**WORK ITEM**
Each line below must be transcribed with no word changed.

**Items listed in a dataset**
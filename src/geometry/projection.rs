//! Horizontal-coordinate projection onto the scene's globe.
//!
//! One convention is used for every point in the scene: `y` is up, azimuth is
//! measured clockwise from `+z` toward `+x`, and elevation is measured from
//! the `x`/`z` plane. Observer placement reuses it with longitude as the
//! azimuth and latitude as the elevation.

use serde::Serialize;
use utoipa::ToSchema;

use super::angles::normalize_azimuth;
use crate::pass::ObserverCoordinates;

#[derive(Debug, Clone, Copy, PartialEq, Serialize, ToSchema)]
pub struct Point3 {
    pub x: f64,
    pub y: f64,
    pub z: f64,
}

impl Point3 {
    pub const fn new(x: f64, y: f64, z: f64) -> Self {
        Self { x, y, z }
    }

    pub fn is_finite(&self) -> bool {
        self.x.is_finite() && self.y.is_finite() && self.z.is_finite()
    }

    pub fn norm(&self) -> f64 {
        self.dot(self).sqrt()
    }

    pub fn dot(&self, other: &Point3) -> f64 {
        self.x * other.x + self.y * other.y + self.z * other.z
    }

    pub fn cross(&self, other: &Point3) -> Point3 {
        Point3 {
            x: self.y * other.z - self.z * other.y,
            y: self.z * other.x - self.x * other.z,
            z: self.x * other.y - self.y * other.x,
        }
    }

    pub fn normalized(&self) -> Option<Point3> {
        let n = self.norm();
        if n > 0.0 && n.is_finite() {
            Some(Point3::new(self.x / n, self.y / n, self.z / n))
        } else {
            None
        }
    }
}

/// Angles recovered from a Cartesian point.
#[derive(Debug, Clone, Copy, PartialEq)]
pub struct Spherical {
    pub azimuth_deg: f64,
    pub elevation_deg: f64,
    pub radius: f64,
}

pub fn spherical_to_cartesian(azimuth_deg: f64, elevation_deg: f64, radius: f64) -> Point3 {
    let az = azimuth_deg.to_radians();
    let el = elevation_deg.to_radians();
    Point3 {
        x: radius * el.cos() * az.sin(),
        y: radius * el.sin(),
        z: radius * el.cos() * az.cos(),
    }
}

/// Inverse of [`spherical_to_cartesian`]. `None` for the origin or
/// non-finite input.
pub fn cartesian_to_spherical(point: Point3) -> Option<Spherical> {
    if !point.is_finite() {
        return None;
    }
    let radius = point.norm();
    if radius == 0.0 {
        return None;
    }
    let elevation = (point.y / radius).clamp(-1.0, 1.0).asin().to_degrees();
    let azimuth = normalize_azimuth(point.x.atan2(point.z).to_degrees());
    Some(Spherical {
        azimuth_deg: azimuth,
        elevation_deg: elevation,
        radius,
    })
}

/// Observer marker position just above the globe surface.
pub fn observer_position(coords: &ObserverCoordinates, radius: f64) -> Point3 {
    spherical_to_cartesian(coords.longitude, coords.latitude, radius)
}

#[cfg(test)]
mod tests {
    use super::*;
    use crate::geometry::azimuth_distance;
    use proptest::prelude::*;

    #[test]
    fn test_cardinal_directions() {
        let north = spherical_to_cartesian(0.0, 0.0, 1.0);
        assert!((north.z - 1.0).abs() < 1e-12 && north.x.abs() < 1e-12);

        let east = spherical_to_cartesian(90.0, 0.0, 1.0);
        assert!((east.x - 1.0).abs() < 1e-12 && east.z.abs() < 1e-12);

        let zenith = spherical_to_cartesian(123.0, 90.0, 2.0);
        assert!((zenith.y - 2.0).abs() < 1e-12);
    }

    #[test]
    fn test_origin_has_no_angles() {
        assert!(cartesian_to_spherical(Point3::new(0.0, 0.0, 0.0)).is_none());
        assert!(cartesian_to_spherical(Point3::new(f64::NAN, 0.0, 1.0)).is_none());
    }

    #[test]
    fn test_observer_uses_same_convention() {
        let coords = ObserverCoordinates::new(41.702, -76.014, 0.0).unwrap();
        let marker = observer_position(&coords, 1.01);
        let back = cartesian_to_spherical(marker).unwrap();
        assert!((back.elevation_deg - 41.702).abs() < 1e-9);
        assert!(azimuth_distance(back.azimuth_deg, -76.014) < 1e-9);
        assert!((back.radius - 1.01).abs() < 1e-12);
    }

    proptest! {
        #[test]
        fn prop_round_trip(az in 0.0f64..360.0, el in 0.0f64..89.9, r in 0.5f64..3.0) {
            let p = spherical_to_cartesian(az, el, r);
            let s = cartesian_to_spherical(p).unwrap();
            prop_assert!(azimuth_distance(s.azimuth_deg, az) < 1e-6, "{} vs {}", s.azimuth_deg, az);
            prop_assert!((s.elevation_deg - el).abs() < 1e-6);
            prop_assert!((s.radius - r).abs() < 1e-9);
        }
    }
}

**RESPONSE TO THIS EXERCISE**
filename src/geometry/projection.rs
//! Horizontal-coordinate projection onto the scene's globe.
//!
//! One convention is used for every point in the scene: `y` is up, azimuth is
//! measured clockwise from `+z` toward `+x`, and elevation is measured from
//! the `x`/`z` plane. Observer placement reuses it with longitude as the
//! azimuth and latitude as the elevation.

use serde::Serialize;
use utoipa::ToSchema;

use super::angles::normalize_azimuth;
use crate::pass::ObserverCoordinates;

#[derive(Debug, Clone, Copy, PartialEq, Serialize, ToSchema)]
pub struct Point3 {
    pub x: f64,
    pub y: f64,
    pub z: f64,
}

impl Point3 {
    pub const fn new(x: f64, y: f64, z: f64) -> Self {
        Self { x, y, z }
    }

    pub fn is_finite(&self) -> bool {
        self.x.is_finite() && self.y.is_finite() && self.z.is_finite()
    }

    pub fn norm(&self) -> f64 {
        self.dot(self).sqrt()
    }

    pub fn dot(&self, other: &Point3) -> f64 {
        self.x * other.x + self.y * other.y + self.z * other.z
    }

    pub fn cross(&self, other: &Point3) -> Point3 {
        Point3 {
            x: self.y * other.z - self.z * other.y,
            y: self.z * other.x - self.x * other.z,
            z: self.x * other.y - self.y * other.x,
        }
    }

    pub fn normalized(&self) -> Option<Point3> {
        let n = self.norm();
        if n > 0.0 && n.is_finite() {
            Some(Point3::new(self.x / n, self.y / n, self.z / n))
        } else {
            None
        }
    }
}

/// Angles recovered from a Cartesian point.
#[derive(Debug, Clone, Copy, PartialEq)]
pub struct Spherical {
    pub azimuth_deg: f64,
    pub elevation_deg: f64,
    pub radius: f64,
}

pub fn spherical_to_cartesian(azimuth_deg: f64, elevation_deg: f64, radius: f64) -> Point3 {
    let az = azimuth_deg.to_radians();
    let el = elevation_deg.to_radians();
    Point3 {
        x: radius * el.cos() * az.sin(),
        y: radius * el.sin(),
        z: radius * el.cos() * az.cos(),
    }
}

/// Inverse of [`spherical_to_cartesian`]. `None` for the origin or
/// non-finite input.
pub fn cartesian_to_spherical(point: Point3) -> Option<Spherical> {
    if !point.is_finite() {
        return None;
    }
    let radius = point.norm();
    if radius == 0.0 {
        return None;
    }
    let elevation = (point.y / radius).clamp(-1.0, 1.0).asin().to_degrees();
    let azimuth = normalize_azimuth(point.x.atan2(point.z).to_degrees());
    Some(Spherical {
        azimuth_deg: azimuth,
        elevation_deg: elevation,
        radius,
    })
}

/// Observer marker position just above the globe surface.
pub fn observer_position(coords: &ObserverCoordinates, radius: f64) -> Point3 {
    spherical_to_cartesian(coords.longitude, coords.latitude, radius)
}

#[cfg(test)]
mod tests {
    use super::*;
    use crate::geometry::azimuth_distance;
    use proptest::prelude::*;

    #[test]
    fn test_cardinal_directions() {
        let north = spherical_to_cartesian(0.0, 0.0, 1.0);
        assert!((north.z - 1.0).abs() < 1e-12 && north.x.abs() < 1e-12);

        let east = spherical_to_cartesian(90.0, 0.0, 1.0);
        assert!((east.x - 1.0).abs() < 1e-12 && east.z.abs() < 1e-12);

        let zenith = spherical_to_cartesian(123.0, 90.0, 2.0);
        assert!((zenith.y - 2.0).abs() < 1e-12);
    }

    #[test]
    fn test_origin_has_no_angles() {
        assert!(cartesian_to_spherical(Point3::new(0.0, 0.0, 0.0)).is_none());
        assert!(cartesian_to_spherical(Point3::new(f64::NAN, 0.0, 1.0)).is_none());
    }

    #[test]
    fn test_observer_uses_same_convention() {
        let coords = ObserverCoordinates::new(41.702, -76.014, 0.0).unwrap();
        let marker = observer_position(&coords, 1.01);
        let back = cartesian_to_spherical(marker).unwrap();
        assert!((back.elevation_deg - 41.702).abs() < 1e-9);
        assert!(azimuth_distance(back.azimuth_deg, -76.014) < 1e-9);
        assert!((back.radius - 1.01).abs() < 1e-12);
    }

    proptest! {
        #[test]
        fn prop_round_trip(az in 0.0f64..360.0, el in 0.0f64..89.9, r in 0.5f64..3.0) {
            let p = spherical_to_cartesian(az, el, r);
            let s = cartesian_to_spherical(p).unwrap();
            prop_assert!(azimuth_distance(s.azimuth_deg, az) < 1e-6, "{} vs {}", s.azimuth_deg, az);
            prop_assert!((s.elevation_deg - el).abs() < 1e-6);
            prop_assert!((s.radius - r).abs() < 1e-9);
        }
    }
}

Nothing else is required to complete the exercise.